Elma O’Reilly, Founder, Parallel London – delivering innovative HR support in order to drive business.
In my role I am very lucky to work with many different types of brands and businesses and while they are from varied industries, the issues they face are very similar, the most common stemming from lack of communication. In my role I believe the ownership of the success of an employee lies between the manager and the employee themselves and for this communication is key.
You spend so much time and energy running your business and your employees should be facilitating this success and not be your biggest worry, but this is often the case. I always encourage open communication in the workplace from both sides and encourage an environment that supports it. But how can this work in a practical sense and how can you deal with the more difficult conversations when they arise?
Think of when you started in a new business and the things that may have made the first day nerve wracking – where are the toilets, how does the coffee machine work? You just need someone who is open and can help you with all these things. There is nothing worse than walking into an office and seeing heads downs, no one saying hello or acknowledging their colleagues. How often have I heard candidates coming back from interviews saying, “yes it went well but there just wasn’t a very nice atmosphere, no one said hello”. This may seem like a very simple observation, but it can say so much about a business.
Creating an accepting culture from the beginning will create a sense of openness. It will set the standard that the culture is one where people talk openly, help each other and communication is not forced.
You as a leader must set the standard for this as it will lead the way for your team.

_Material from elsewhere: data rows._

// =============================================================================
// Moving Average Convergence Divergence (MACD)
// =============================================================================
//
// MACD line   = EMA(fast) - EMA(slow), pointwise over the close series.
// Signal line = EMA(signal span) of the MACD line.
//
// The engine reads the most recent value of each; a MACD line above its
// signal line counts as a bullish condition.

use super::ema::span_ema;

/// Most recent MACD and signal line values.
#[derive(Debug, Clone, Copy, PartialEq)]
pub struct MacdOutput {
    pub macd: f64,
    pub signal: f64,
}

/// Compute the final MACD / signal values for `closes`.
///
/// Returns `None` when the input is empty or any span is zero.
pub fn calculate_macd(
    closes: &[f64],
    fast_span: usize,
    slow_span: usize,
    signal_span: usize,
) -> Option<MacdOutput> {
    let ema_fast = span_ema(closes, fast_span);
    let ema_slow = span_ema(closes, slow_span);
    if ema_fast.is_empty() || ema_slow.is_empty() {
        return None;
    }

    let macd_line: Vec<f64> = ema_fast
        .iter()
        .zip(ema_slow.iter())
        .map(|(fast, slow)| fast - slow)
        .collect();

    let signal_line = span_ema(&macd_line, signal_span);

    Some(MacdOutput {
        macd: *macd_line.last()?,
        signal: *signal_line.last()?,
    })
}
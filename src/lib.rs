//! Diabetes Assessment - Risk scoring from patient demographics and notes
//!
//! This crate estimates a patient's diabetes risk level from their age,
//! gender and the trigger terms found in their clinical notes. Patient data
//! is read from collaborating services through the API gateway.

pub mod adapters;
pub mod application;
pub mod config;
pub mod domain;
pub mod ports;
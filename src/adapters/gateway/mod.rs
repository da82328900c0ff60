//! Gateway adapters - Patient and note readers over the API gateway.
//!
//! Every call carries the shared HTTP Basic credentials. A 404 from the
//! patient service means the patient does not exist; any other failure is
//! reported as the corresponding service being unavailable.

mod client;
mod credentials;
mod dto;
mod note_reader;
mod patient_reader;

#[cfg(test)]
pub(crate) mod test_support;

pub use client::GatewayClient;
pub use credentials::GatewayCredentials;
pub use dto::NoteDto;
pub use note_reader::GatewayNoteReader;
pub use patient_reader::GatewayPatientReader;
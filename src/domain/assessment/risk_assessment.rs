use serde::{Deserialize, Serialize};

use super::normalizer::tokenize;
use super::RiskLevel;
use crate::domain::foundation::PatientId;

/// Outcome of a diabetes risk assessment. Built per request, never stored.
#[derive(Debug, Clone, Copy, PartialEq, Eq, Serialize, Deserialize)]
#[serde(rename_all = "camelCase")]
pub struct RiskAssessment {
    pub patient_id: PatientId,
    pub risk_level: RiskLevel,
}

impl RiskAssessment {
    pub fn new(patient_id: PatientId, risk_level: RiskLevel) -> Self {
        Self {
            patient_id,
            risk_level,
        }
    }
}

/// Tokens of all notes, in note order. Blank notes contribute nothing.
pub fn note_tokens<S: AsRef<str>>(notes: &[S]) -> Vec<String> {
    notes
        .iter()
        .map(AsRef::as_ref)
        .filter(|text| !text.trim().is_empty())
        .flat_map(tokenize)
        .collect()
}
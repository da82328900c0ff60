//! GatewayPatientReader - PatientReader backed by the patient service.

use std::sync::Arc;

use async_trait::async_trait;

use super::client::GatewayClient;
use crate::domain::foundation::{AssessmentError, PatientId};
use crate::domain::patient::PatientRecord;
use crate::ports::PatientReader;

const SERVICE: &str = "patient";

/// Reads patients from `GET {gateway}/patients/{id}`.
pub struct GatewayPatientReader {
    client: Arc<GatewayClient>,
}

impl GatewayPatientReader {
    pub fn new(client: Arc<GatewayClient>) -> Self {
        Self { client }
    }
}

#[async_trait]
impl PatientReader for GatewayPatientReader {
    async fn fetch_patient(
        &self,
        patient_id: &PatientId,
    ) -> Result<Option<PatientRecord>, AssessmentError> {
        let path = format!("/patients/{}", patient_id);
        self.client.get_json::<PatientRecord>(SERVICE, &path).await
    }
}
//! Trigger vocabulary: clinical terms whose presence in notes raises the
//! diabetes risk score.

use once_cell::sync::Lazy;

use super::normalizer::normalize;

/// Clinical terms scanned for in patient notes, as written by clinicians.
pub const DIABETES_TRIGGER_LABELS: [&str; 12] = [
    "Hémoglobine A1C",
    "Microalbumine",
    "Taille",
    "Poids",
    "Fumeur",
    "Fumeuse",
    "Anormal",
    "Cholestérol",
    "Vertiges",
    "Rechute",
    "Réaction",
    "Anticorps",
];

static DIABETES_TRIGGERS: Lazy<TriggerVocabulary> =
    Lazy::new(|| TriggerVocabulary::from_labels(&DIABETES_TRIGGER_LABELS));

/// Returns the process-wide diabetes trigger vocabulary.
pub fn diabetes_triggers() -> &'static TriggerVocabulary {
    &DIABETES_TRIGGERS
}

/// A trigger term with its normalized matching form.
#[derive(Debug, Clone, PartialEq, Eq)]
pub struct TriggerTerm {
    label: String,
    normalized: String,
}

impl TriggerTerm {
    pub fn new(label: impl Into<String>) -> Self {
        let label = label.into();
        let normalized = normalize(&label);
        Self { label, normalized }
    }

    /// The term as written in the vocabulary.
    pub fn label(&self) -> &str {
        &self.label
    }

    /// The term after normalization; this is what tokens are compared to.
    pub fn normalized(&self) -> &str {
        &self.normalized
    }
}

/// An immutable, ordered set of trigger terms.
///
/// Terms that normalize to the same string are kept once, so every entry
/// is distinct for matching purposes.
#[derive(Debug, Clone, PartialEq, Eq)]
pub struct TriggerVocabulary {
    terms: Vec<TriggerTerm>,
}

impl TriggerVocabulary {
    pub fn from_labels<S: AsRef<str>>(labels: &[S]) -> Self {
        let mut terms: Vec<TriggerTerm> = Vec::with_capacity(labels.len());
        for label in labels {
            let term = TriggerTerm::new(label.as_ref());
            if term.normalized().is_empty() {
                continue;
            }
            if !terms.iter().any(|t| t.normalized() == term.normalized()) {
                terms.push(term);
            }
        }
        Self { terms }
    }

    pub fn terms(&self) -> &[TriggerTerm] {
        &self.terms
    }

    pub fn len(&self) -> usize {
        self.terms.len()
    }

    pub fn is_empty(&self) -> bool {
        self.terms.is_empty()
    }
}

#[cfg(test)]
mod tests {
    use super::*;

    #[test]
    fn diabetes_vocabulary_has_twelve_terms() {
        assert_eq!(diabetes_triggers().len(), 12);
    }

    #[test]
    fn terms_are_pre_normalized() {
        let normalized: Vec<&str> = diabetes_triggers()
            .terms()
            .iter()
            .map(TriggerTerm::normalized)
            .collect();
        assert!(normalized.contains(&"hemoglobine a1c"));
        assert!(normalized.contains(&"cholesterol"));
        assert!(normalized.contains(&"reaction"));
    }

    #[test]
    fn labels_keep_accented_spelling() {
        assert_eq!(diabetes_triggers().terms()[0].label(), "Hémoglobine A1C");
    }

    #[test]
    fn duplicate_normalized_forms_are_collapsed() {
        let vocabulary = TriggerVocabulary::from_labels(&["Réaction", "REACTION", "reaction"]);
        assert_eq!(vocabulary.len(), 1);
        assert_eq!(vocabulary.terms()[0].label(), "Réaction");
    }

    #[test]
    fn blank_labels_are_skipped() {
        let vocabulary = TriggerVocabulary::from_labels(&["", "Poids"]);
        assert_eq!(vocabulary.len(), 1);
    }
}
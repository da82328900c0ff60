//! Application layer - Queries and Handlers.
//!
//! This layer orchestrates domain operations and coordinates between ports.

pub mod handlers;

pub use handlers::{AssessRiskHandler, AssessRiskQuery};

This does not have to be complicated, employees like to know what is going on and how they can impact the business. The more you can get them engaged the more productive they will be. Share data and reports where you can, ask for their input and let them feel like they can contribute. I have seen so many businesses that on the outside seem to have a very strong communication process but when you ask employees, they do not know what the goals are of the business and what their part is in this – this is key to success.
It may be the case you can’t share some information but that is fine, if you build trust then employees will understand, and they know they will be informed of what is relevant and important to them.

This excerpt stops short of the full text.